Exercise brief: Line count for "EnvFilter": say how many lines of the data contain it, with no other text.

[[ Data in this exercise, beginning ]]

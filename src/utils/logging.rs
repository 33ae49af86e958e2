// 日志系统模块

use tracing_subscriber::{fmt, EnvFilter};

/// 初始化日志系统
/// 支持通过 RUST_LOG 环境变量控制日志级别，默认为 info
pub fn init_logging() -> Result<(), String> {
    let filter = EnvFilter::try_from_default_env().unwrap_or_else(|_| EnvFilter::new("info"));

    fmt()
        .with_env_filter(filter)
        .with_target(false)
        .try_init()
        .map_err(|e| format!("日志系统初始化失败: {}", e))
}
//! 公会自定义命令注册中心
//!
//! 基于 SQLite 的公会（guild）级自定义命令存储与内存缓存实现。
//! 主要功能包括：
//! - 自定义命令的增删改查（add/edit/remove/list/lookup）
//! - 内存缓存与持久层的一致性维护
//! - 内置命令名保护与全量缓存重建（reload）

// 模块声明
pub mod registry; // 命令注册与缓存模块
pub mod storage; // 统一存储系统模块
pub mod utils; // 工具和日志模块

pub use registry::{
    AddOutcome, CacheStats, CommandCache, CommandError, CommandReply, CommandResult,
    CommandService, EditOutcome, ReloadSummary, ReservedNames,
};
pub use storage::{
    CustomCommandRecord, CustomCommands, DatabaseManager, DatabaseOptions, StoragePaths,
    StoragePathsBuilder,
};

[[ Data in this exercise, end ]]

Response area: 2